- **Goal of the exercise**
Look through the listing below and report how many lines contain "calls", as a bare number.

· · ·

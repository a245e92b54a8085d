//! Multi-node test harness: a cluster of in-process nodes sharing one
//! registry, wired together through an in-process forwarder with
//! per-node liveness toggles.

use async_trait::async_trait;
use dashmap::{DashMap, DashSet};
use node_runtime::adapters::{RecoveringEventVerifier, Secp256k1EventSigner};
use node_runtime::StreamService;
use rill_events::adapters::{InMemoryStreamRegistry, InMemoryStreamStorage};
use rill_events::domain::{make_envelope, EngineConfig, ParsedEvent};
use rill_events::ports::{EventSigner, SyncReceiver};
use rill_events::{EngineParams, MiniblockProducer, StreamCache};
use rill_sync::{NodeForwarder, SyncConfig, SyncHandler};
use shared_types::{
    Address, Envelope, EventPayload, Hash, InceptionPayload, MessagePayload, StreamAndCookie,
    StreamError, StreamId, StreamKind, StreamPayload, StreamSettings, SyncCookie, ZERO_HASH,
};
use std::sync::Arc;

/// One in-process node.
pub struct TestNode {
    /// The node's address.
    pub addr: Address,
    /// The node's engine cache.
    pub cache: Arc<StreamCache>,
    /// The node's producer.
    pub producer: Arc<MiniblockProducer>,
    /// The node's service surface.
    pub service: Arc<StreamService>,
}

/// A cluster of nodes over one shared registry.
pub struct TestCluster {
    pub nodes: Vec<TestNode>,
    pub registry: Arc<InMemoryStreamRegistry>,
    forwarder: Arc<ClusterForwarder>,
}

impl TestCluster {
    /// Build `node_count` nodes with streams replicated on
    /// `replication` of them.
    pub fn new(node_count: usize, replication: usize) -> Self {
        let signers: Vec<Arc<Secp256k1EventSigner>> = (1..=node_count)
            .map(|i| {
                Arc::new(
                    Secp256k1EventSigner::from_secret_bytes(&[i as u8; 32])
                        .expect("test node secret"),
                )
            })
            .collect();
        let addrs: Vec<Address> = signers.iter().map(|s| s.address()).collect();
        let registry = Arc::new(InMemoryStreamRegistry::new(addrs.clone(), replication));
        let forwarder = Arc::new(ClusterForwarder::default());

        let nodes = signers
            .into_iter()
            .map(|signer| {
                let addr = signer.address();
                let params = Arc::new(EngineParams {
                    storage: Arc::new(InMemoryStreamStorage::new()),
                    registry: registry.clone(),
                    signer,
                    verifier: Arc::new(RecoveringEventVerifier),
                    config: EngineConfig::default(),
                });
                let cache = Arc::new(StreamCache::new(params));
                let producer = Arc::new(MiniblockProducer::new(cache.clone()));
                let sync = Arc::new(SyncHandler::new(
                    cache.clone(),
                    forwarder.clone(),
                    SyncConfig::default(),
                ));
                let service = Arc::new(StreamService::new(
                    cache.clone(),
                    sync,
                    producer.clone(),
                    forwarder.clone(),
                ));
                forwarder.register(addr, cache.clone());
                TestNode {
                    addr,
                    cache,
                    producer,
                    service,
                }
            })
            .collect();

        Self {
            nodes,
            registry,
            forwarder,
        }
    }

    /// Mark a node unreachable (or reachable again) for forwarded
    /// calls.
    pub fn set_node_down(&self, addr: Address, down: bool) {
        self.forwarder.set_down(addr, down);
    }

    /// The node at `idx`.
    pub fn node(&self, idx: usize) -> &TestNode {
        &self.nodes[idx]
    }
}

/// In-process forwarder: routes calls to the target node's cache, and
/// reports downed nodes as transiently unreachable.
#[derive(Default)]
pub struct ClusterForwarder {
    caches: DashMap<Address, Arc<StreamCache>>,
    down: DashSet<Address>,
}

impl ClusterForwarder {
    fn register(&self, addr: Address, cache: Arc<StreamCache>) {
        self.caches.insert(addr, cache);
    }

    fn set_down(&self, addr: Address, down: bool) {
        if down {
            self.down.insert(addr);
        } else {
            self.down.remove(&addr);
        }
    }

    fn reach(&self, node: Address) -> Result<Arc<StreamCache>, StreamError> {
        if self.down.contains(&node) {
            return Err(StreamError::Transient(format!(
                "node {} is down",
                shared_types::short_hex(&node)
            )));
        }
        self.caches
            .get(&node)
            .map(|entry| entry.value().clone())
            .ok_or_else(|| {
                StreamError::Transient(format!(
                    "unknown node {}",
                    shared_types::short_hex(&node)
                ))
            })
    }
}

#[async_trait]
impl NodeForwarder for ClusterForwarder {
    async fn sub(
        &self,
        node: Address,
        cookie: &SyncCookie,
        receiver: Arc<dyn SyncReceiver>,
    ) -> Result<(), StreamError> {
        let cache = self.reach(node)?;
        cache.get_stream(cookie.stream_id).sub(cookie, receiver).await
    }

    async fn unsub(&self, node: Address, stream_id: StreamId, receiver_id: u64) {
        if let Ok(cache) = self.reach(node) {
            cache.get_stream(stream_id).unsub(receiver_id).await;
        }
    }

    async fn get_stream(
        &self,
        node: Address,
        stream_id: StreamId,
    ) -> Result<StreamAndCookie, StreamError> {
        let cache = self.reach(node)?;
        let view = cache.get_stream(stream_id).get_view().await?;
        Ok(view.stream_and_cookie_reset(node))
    }

    async fn add_event(
        &self,
        node: Address,
        stream_id: StreamId,
        envelope: &Envelope,
    ) -> Result<(), StreamError> {
        let cache = self.reach(node)?;
        let event = ParsedEvent::parse(envelope)?;
        cache.get_stream(stream_id).add_event(&event).await
    }
}

/// A client-side wallet for signing test events.
pub fn client_wallet(seed: u8) -> Secp256k1EventSigner {
    Secp256k1EventSigner::from_secret_bytes(&[seed; 32]).expect("test wallet secret")
}

/// A channel stream id with a recognizable tail byte.
pub fn channel_id(tail: u8) -> StreamId {
    let mut payload = [0u8; 31];
    payload[30] = tail;
    StreamId::new(StreamKind::Channel, &payload)
}

/// A signed inception envelope for `stream_id`.
pub fn inception_envelope(
    wallet: &Secp256k1EventSigner,
    stream_id: StreamId,
    disable_miniblock_creation: bool,
) -> Envelope {
    make_envelope(
        wallet,
        EventPayload {
            creator: wallet.address(),
            prev_miniblock_hash: ZERO_HASH,
            salt: 0,
            payload: StreamPayload::Inception(InceptionPayload {
                stream_id,
                settings: StreamSettings {
                    disable_miniblock_creation,
                },
            }),
        },
    )
    .expect("test inception envelope")
    .envelope
}

/// A signed message envelope anchored to `prev`.
pub fn message_envelope(wallet: &Secp256k1EventSigner, prev: Hash, salt: u64) -> Envelope {
    make_envelope(
        wallet,
        EventPayload {
            creator: wallet.address(),
            prev_miniblock_hash: prev,
            salt,
            payload: StreamPayload::Message(MessagePayload {
                content: format!("message {salt}").into_bytes(),
            }),
        },
    )
    .expect("test message envelope")
    .envelope
}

· · ·

- **Worked solution**
2